Kini, problem Chelsea beralih ke lini depan setelah bermasalah di benteng pertahanan pada beberapa laga terakhir. Lini serang yang dipimpin Christian Pulisic tidak mampu mengonversi 23 tendangan untuk menjadi lebih dari satu gol. Mereka membuang banyak peluang emas di depan gawang.
Skuad asuhan Tuchel semestinya sudah unggul jauh saat turun minum. Namun, mereka baru bisa mencetak gol lewat sepakan Mason Mount pada menit ke-70. Gol tersebut tidak cukup membuat tim tuan rumah meraih tiga poin. Everton menyeimbangkan kedudukan empat menit setelahnya lewat gol bek 19 tahun, Jarrad Branthwaite, dari skema tendangan sudut.
”Kami membuang banyak peluang emas. Harusnya kami unggul mudah pada babak pertama. Kami punya banyak kesempatan untuk bisa berbicara pantas menang 3-0. Namun, itu tidak terjadi,” ucap manajer asal Jerman tersebut.
Menurut Tuchel, laga ini cukup sulit karena tidak ada alternatif dari bangku cadangan. Dia tidak bisa memasukkan penyerang pengganti untuk mengubah peruntungan di depan gawang lawan. Adapun Pulisic yang jadi ujung tombak lebih sering bermain di posisi belakang striker.
Hasil imbang ini terbilang mengejutkan. Chelsea, sebagai kandidat juara Liga Inggris, diperkirakan menang mudah atas Everton yang kalah 4 kali dalam 5 pertandingan terakhir. Manajer Everton Rafael Benitez merasa Dewi Fortuna berada di pihaknya. ”Terkadang Anda butuh keberuntungan seperti ini,” kata Benitez.
Akibat hasil buruk itu, Chelsea semakin tenggelam dalam periode terburuk di era Tuchel. Mereka sudah kehilangan 7 poin dalam 5 pertandingan terakhir. Jumlah kehilangan itu sama banyaknya dengan 12 pertandingan awal. Pulisic dan rekan-rekan pun harus puas berada di peringkat ke-3 setelah mendominasi hingga awal Desember.

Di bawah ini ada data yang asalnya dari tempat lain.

use crate::types::Result;
use std::collections::HashMap;
use std::fs;
use std::io::ErrorKind;
use std::path::{Path, PathBuf};
use std::sync::{Mutex, PoisonError};

/// Durable string key-value storage for throttle records
pub trait AttemptStore: Send + Sync {
    /// Returns `None` if nothing was stored under `key`
    fn get(&self, key: &str) -> Result<Option<String>>;

    fn set(&self, key: &str, value: &str) -> Result<()>;
}

/// Stores each key as `<dir>/<key>.json`.
///
/// Writes go to a temporary sibling file first and are renamed into place, so
/// a crash never leaves a half-written value behind.
#[derive(Debug, Clone)]
pub struct FileStore {
    dir: PathBuf,
}

impl FileStore {
    /// Opens (and creates if missing) the storage directory
    pub fn open(dir: impl AsRef<Path>) -> Result<Self> {
        let dir = dir.as_ref().to_path_buf();
        fs::create_dir_all(&dir)?;
        Ok(Self { dir })
    }

    pub fn dir(&self) -> &Path {
        &self.dir
    }

    fn path_for(&self, key: &str) -> PathBuf {
        self.dir.join(format!("{}.json", key))
    }
}

impl AttemptStore for FileStore {
    fn get(&self, key: &str) -> Result<Option<String>> {
        match fs::read_to_string(self.path_for(key)) {
            Ok(contents) => Ok(Some(contents)),
            Err(e) if e.kind() == ErrorKind::NotFound => Ok(None),
            Err(e) => Err(e.into()),
        }
    }

    fn set(&self, key: &str, value: &str) -> Result<()> {
        let path = self.path_for(key);
        let tmp = path.with_extension("json.tmp");
        fs::write(&tmp, value)?;
        fs::rename(&tmp, &path)?;
        Ok(())
    }
}

/// Process-local store, lost on exit
#[derive(Debug, Default)]
pub struct MemoryStore {
    entries: Mutex<HashMap<String, String>>,
}

impl MemoryStore {
    pub fn new() -> Self {
        Self::default()
    }
}

impl AttemptStore for MemoryStore {
    fn get(&self, key: &str) -> Result<Option<String>> {
        let entries = self.entries.lock().unwrap_or_else(PoisonError::into_inner);
        Ok(entries.get(key).cloned())
    }

    fn set(&self, key: &str, value: &str) -> Result<()> {
        let mut entries = self.entries.lock().unwrap_or_else(PoisonError::into_inner);
        entries.insert(key.to_string(), value.to_string());
        Ok(())
    }
}
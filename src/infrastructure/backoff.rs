use crate::types::constants::{
    INITIAL_RECONNECT_DELAY, MAX_RECONNECT_ATTEMPTS, MAX_RECONNECT_DELAY,
};
use std::time::Duration;

/// Tuning for [`ReconnectPolicy`]
#[derive(Debug, Clone, Copy, PartialEq, Eq)]
pub struct BackoffConfig {
    pub initial_delay: Duration,
    pub max_delay: Duration,
    pub max_attempts: u32,
}

impl Default for BackoffConfig {
    fn default() -> Self {
        Self {
            initial_delay: Duration::from_millis(INITIAL_RECONNECT_DELAY),
            max_delay: Duration::from_millis(MAX_RECONNECT_DELAY),
            max_attempts: MAX_RECONNECT_ATTEMPTS,
        }
    }
}

/// Exponential backoff with a bounded attempt budget.
///
/// Each scheduled attempt uses the current delay, then the delay doubles up to
/// `max_delay`. Once `max_attempts` delays have been handed out the policy is
/// exhausted until [`reset`](Self::reset) is called after a successful
/// authentication.
#[derive(Debug, Clone)]
pub struct ReconnectPolicy {
    config: BackoffConfig,
    attempts: u32,
    current: Duration,
}

impl ReconnectPolicy {
    pub fn new(config: BackoffConfig) -> Self {
        Self {
            config,
            attempts: 0,
            current: config.initial_delay,
        }
    }

    /// Get the next delay, or `None` when the attempt budget is spent
    pub fn next_delay(&mut self) -> Option<Duration> {
        if self.is_exhausted() {
            return None;
        }

        let delay = self.current;
        self.current = (self.current * 2).min(self.config.max_delay);
        self.attempts += 1;
        Some(delay)
    }

    /// Reset after a successful authenticated connection
    pub fn reset(&mut self) {
        self.attempts = 0;
        self.current = self.config.initial_delay;
    }

    pub fn attempts(&self) -> u32 {
        self.attempts
    }

    pub fn current_delay(&self) -> Duration {
        self.current
    }

    pub fn is_exhausted(&self) -> bool {
        self.attempts >= self.config.max_attempts
    }

    pub fn max_attempts(&self) -> u32 {
        self.config.max_attempts
    }
}

impl Default for ReconnectPolicy {
    fn default() -> Self {
        Self::new(BackoffConfig::default())
    }
}

#[cfg(test)]
mod tests {
    use super::*;

    fn ms(values: &[u64]) -> Vec<Duration> {
        values.iter().map(|v| Duration::from_millis(*v)).collect()
    }

    #[test]
    fn test_default_schedule_then_exhausted() {
        let mut policy = ReconnectPolicy::default();
        let delays: Vec<Duration> = std::iter::from_fn(|| policy.next_delay()).collect();

        assert_eq!(delays, ms(&[1000, 2000, 4000, 8000, 16000]));
        assert!(policy.is_exhausted());
        assert_eq!(policy.next_delay(), None);
    }

    #[test]
    fn test_delay_is_capped() {
        let mut policy = ReconnectPolicy::new(BackoffConfig {
            max_attempts: 8,
            ..Default::default()
        });
        let delays: Vec<Duration> = std::iter::from_fn(|| policy.next_delay()).collect();

        assert_eq!(
            delays,
            ms(&[1000, 2000, 4000, 8000, 16000, 30000, 30000, 30000])
        );
    }

    #[test]
    fn test_reset_restores_initial_state() {
        let mut policy = ReconnectPolicy::default();
        policy.next_delay();
        policy.next_delay();
        policy.next_delay();
        assert_eq!(policy.attempts(), 3);
        assert_eq!(policy.current_delay(), Duration::from_millis(8000));

        policy.reset();
        assert_eq!(policy.attempts(), 0);
        assert_eq!(policy.next_delay(), Some(Duration::from_millis(1000)));
    }
}
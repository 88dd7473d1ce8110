use super::connection::ConnectionState;
use crate::infrastructure::{ReconnectPolicy, TaskManager};
use std::collections::HashSet;
use tokio::sync::watch;
use tokio::task::JoinHandle;

/// Consolidated mutable state for RealtimeClient
/// Using a single struct keeps status, generation and subscriptions consistent
pub struct ClientState {
    /// Current logical connection state
    pub status: ConnectionState,

    /// Identifies the current transport; bumped whenever a transport is
    /// opened, lost or torn down so late callbacks can detect they are stale
    pub generation: u64,

    /// Channels to (re)subscribe after every successful authentication
    pub subscriptions: HashSet<String>,

    /// Credential sent in the authenticate handshake
    pub access_token: Option<String>,

    /// Attempt counter and backoff interval
    pub reconnect: ReconnectPolicy,

    /// Pending scheduled reconnect (if any)
    pub reconnect_task: Option<JoinHandle<()>>,

    /// Reader and heartbeat tasks for the current transport
    pub task_manager: TaskManager,

    /// Whether a heartbeat ping is awaiting its pong
    pub pending_ping: bool,

    /// Sender for state change notifications
    pub state_change_tx: watch::Sender<ConnectionState>,
}

impl ClientState {
    pub fn new(
        access_token: Option<String>,
        reconnect: ReconnectPolicy,
        state_change_tx: watch::Sender<ConnectionState>,
    ) -> Self {
        Self {
            status: ConnectionState::Disconnected,
            generation: 0,
            subscriptions: HashSet::new(),
            access_token,
            reconnect,
            reconnect_task: None,
            task_manager: TaskManager::new(),
            pending_ping: false,
            state_change_tx,
        }
    }

    /// Update status and notify watchers
    pub fn set_status(&mut self, status: ConnectionState) {
        if self.status == status {
            return;
        }
        tracing::debug!("Connection state {:?} -> {:?}", self.status, status);
        self.status = status;
        self.state_change_tx.send_replace(status);
    }

    /// Invalidate every callback bound to the current transport
    pub fn next_generation(&mut self) -> u64 {
        self.generation += 1;
        self.pending_ping = false;
        self.generation
    }

    /// Abort the scheduled reconnect, if one is pending
    pub fn cancel_reconnect(&mut self) {
        if let Some(handle) = self.reconnect_task.take() {
            tracing::debug!("Cancelling scheduled reconnect");
            handle.abort();
        }
    }

    pub fn is_current(&self, generation: u64) -> bool {
        self.generation == generation
    }
}

impl Drop for ClientState {
    fn drop(&mut self) {
        // Last client handle is gone; nothing may outlive it
        self.cancel_reconnect();
        self.task_manager.abort_all();
    }
}
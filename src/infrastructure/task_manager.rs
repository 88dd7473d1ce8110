use tokio::task::JoinHandle;

/// Tracks the background tasks bound to one transport (reader, heartbeat)
pub struct TaskManager {
    handles: Vec<JoinHandle<()>>,
}

impl TaskManager {
    /// Create a new empty task manager
    pub fn new() -> Self {
        Self {
            handles: Vec::new(),
        }
    }

    /// Spawn a task and track it
    pub fn spawn<F>(&mut self, future: F)
    where
        F: std::future::Future<Output = ()> + Send + 'static,
    {
        self.handles.retain(|handle| !handle.is_finished());
        let handle = tokio::spawn(future);
        self.handles.push(handle);
    }

    /// Abort all tasks without waiting
    ///
    /// Must not be called from inside one of the tracked tasks: the caller
    /// would be cancelled at its next await point.
    pub fn abort_all(&mut self) {
        for handle in &self.handles {
            handle.abort();
        }
        self.handles.clear();
    }
}

impl Default for TaskManager {
    fn default() -> Self {
        Self::new()
    }
}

”Kambing hitam” inkonsistensi ini mulai tertuju ke lini depan Chelsea. Mereka kehilangan poin dalam dua pertandingan, melawan Everton dan West Ham, setelah unggul satu gol terlebih dulu. Seandainya bisa mencetak gol tambahan, dengan segudang peluang yang didapat, mereka tidak akan kecolongan. Menurut Tuchel, problem ini perlu segera dibenahi. ”Jika kami melihat ke belakang, hal seperti ini selalu sering terjadi,” ujarnya.
Kisah para ujung tombak ”Si Biru” sangat problematik. Musim lalu, Chelsesa bertekad membeli penyerang baru karena ”mandulnya” Timo Werner. Dia hanya bisa piawai menciptakan peluang, tetapi tidak mampu menyelesaikan peluang tersebut.
Oleh karena itu, Tuchel mendatangkan Lukaku pada musim panas dengan mahar nyaris 100 juta poundsterling atau sekitar Rp 1,9 triliun. Namun, sang manajer tidak memaksimalkan top skor Liga Italia musim 2020-2021 tersebut hingga empat bulan sejak kedatangannya.
Lukaku baru memulai laga sebagai pemain mula sebanyak 7 kali di Liga Inggris. Dia hanya mencetak 3 gol dari penampilan tersebut. Selain karena masalah kebugaran yang dialami Lukaku beberapa pekan terakhir, Tuchel mengaku belum puas dengan performa sang penyerang.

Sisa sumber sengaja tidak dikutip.